Run the scene now and click the button to see the sprite start and stop.

Connecting a signal via code
----------------------------

You can connect signals via code instead of using the editor. This is necessary
when you create nodes or instantiate scenes inside of a script.

Let's use a different node here. Godot has a `Timer` node
that's useful to implement skill cooldown times, weapon reloading, and more.

Head back to the 2D workspace. You can either click the "2D" text at the top of
the window or press :kbd:`Ctrl + F1` (:kbd:`Alt + 1` on macOS).

In the Scene dock, right-click on the Sprite node and add a new child node.
Search for Timer and add the corresponding node. Your scene should now look like
this.

![](img/signals_15_scene_tree.png)

With the Timer node selected, go to the Inspector and check the **Autostart**
property.

![](img/signals_18_timer_autostart.png)

Click the script icon next to Sprite to jump back to the scripting workspace.

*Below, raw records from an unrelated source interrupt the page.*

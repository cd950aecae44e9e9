use std::sync::atomic::{AtomicU64, Ordering};

use serde::Serialize;

/// Walk statistics
///
/// Thread-safe counters shared by every iterator created with the same
/// `WalkOptions`. Uses atomic counters for lock-free updates.
#[derive(Debug, Default)]
pub struct Statistics {
    // Iterator lifecycle
    pub num_walks: AtomicU64,
    pub num_values_yielded: AtomicU64,
    pub num_exhausted: AtomicU64,

    // Resolution
    pub num_lookups: AtomicU64,
    pub num_entries_scanned: AtomicU64,
    pub num_dead_ends: AtomicU64,

    // Backtracking
    pub num_carries: AtomicU64,
    pub num_rebuilds: AtomicU64,
}

/// Point-in-time copy of [`Statistics`]
#[derive(Debug, Clone, Copy, Default, PartialEq, Eq, Serialize)]
pub struct StatisticsSnapshot {
    pub walks: u64,
    pub values_yielded: u64,
    pub exhausted: u64,
    pub lookups: u64,
    pub entries_scanned: u64,
    pub dead_ends: u64,
    pub carries: u64,
    pub rebuilds: u64,
}

impl Statistics {
    pub fn new() -> Self {
        Statistics::default()
    }

    #[inline]
    pub fn record_walk(&self) {
        self.num_walks.fetch_add(1, Ordering::Relaxed);
    }

    #[inline]
    pub fn record_value(&self) {
        self.num_values_yielded.fetch_add(1, Ordering::Relaxed);
    }

    #[inline]
    pub fn record_exhausted(&self) {
        self.num_exhausted.fetch_add(1, Ordering::Relaxed);
    }

    #[inline]
    pub fn record_lookup(&self) {
        self.num_lookups.fetch_add(1, Ordering::Relaxed);
    }

    #[inline]
    pub fn record_entry_scanned(&self) {
        self.num_entries_scanned.fetch_add(1, Ordering::Relaxed);
    }

    #[inline]
    pub fn record_dead_end(&self) {
        self.num_dead_ends.fetch_add(1, Ordering::Relaxed);
    }

    #[inline]
    pub fn record_carry(&self) {
        self.num_carries.fetch_add(1, Ordering::Relaxed);
    }

    #[inline]
    pub fn record_rebuild(&self) {
        self.num_rebuilds.fetch_add(1, Ordering::Relaxed);
    }

    pub fn num_values_yielded(&self) -> u64 {
        self.num_values_yielded.load(Ordering::Relaxed)
    }

    pub fn num_dead_ends(&self) -> u64 {
        self.num_dead_ends.load(Ordering::Relaxed)
    }

    /// Fraction of resolution attempts that ended in a dead end
    pub fn dead_end_rate(&self) -> f64 {
        let dead = self.num_dead_ends.load(Ordering::Relaxed) as f64;
        let total = dead + self.num_values_yielded.load(Ordering::Relaxed) as f64;
        if total > 0.0 { dead / total } else { 0.0 }
    }

    pub fn snapshot(&self) -> StatisticsSnapshot {
        StatisticsSnapshot {
            walks: self.num_walks.load(Ordering::Relaxed),
            values_yielded: self.num_values_yielded.load(Ordering::Relaxed),
            exhausted: self.num_exhausted.load(Ordering::Relaxed),
            lookups: self.num_lookups.load(Ordering::Relaxed),
            entries_scanned: self.num_entries_scanned.load(Ordering::Relaxed),
            dead_ends: self.num_dead_ends.load(Ordering::Relaxed),
            carries: self.num_carries.load(Ordering::Relaxed),
            rebuilds: self.num_rebuilds.load(Ordering::Relaxed),
        }
    }

    /// Reset all statistics to zero
    pub fn reset(&self) {
        self.num_walks.store(0, Ordering::Relaxed);
        self.num_values_yielded.store(0, Ordering::Relaxed);
        self.num_exhausted.store(0, Ordering::Relaxed);
        self.num_lookups.store(0, Ordering::Relaxed);
        self.num_entries_scanned.store(0, Ordering::Relaxed);
        self.num_dead_ends.store(0, Ordering::Relaxed);
        self.num_carries.store(0, Ordering::Relaxed);
        self.num_rebuilds.store(0, Ordering::Relaxed);
    }

    /// Get a formatted statistics report
    pub fn report(&self) -> String {
        let s = self.snapshot();
        format!(
            "Walk Statistics:\n\
            \n\
            Iterators:\n\
            - Walks:           {}\n\
            - Values yielded:  {}\n\
            - Exhausted:       {}\n\
            \n\
            Resolution:\n\
            - Lookups:         {}\n\
            - Entries scanned: {}\n\
            - Dead ends:       {}\n\
            - Dead end rate:   {:.2}%\n\
            \n\
            Backtracking:\n\
            - Carries:         {}\n\
            - Rebuilds:        {}",
            s.walks,
            s.values_yielded,
            s.exhausted,
            s.lookups,
            s.entries_scanned,
            s.dead_ends,
            self.dead_end_rate() * 100.0,
            s.carries,
            s.rebuilds,
        )
    }
}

![](img/signals_16_click_script.png)

We need to do two operations to connect the nodes via code:

1. Get a reference to the Timer from the Sprite.
2. Call the Timer's `connect()` method.

.. note:: To connect to a signal via code, you need to call the `connect()`
          method of the node you want to listen to. In this case, we want to
          listen to the Timer's "timeout" signal.

We want to connect the signal when the scene is instantiated, and we can do that
using the `Node._ready()` built-in function,
which is called automatically by the engine when a node is fully instantiated.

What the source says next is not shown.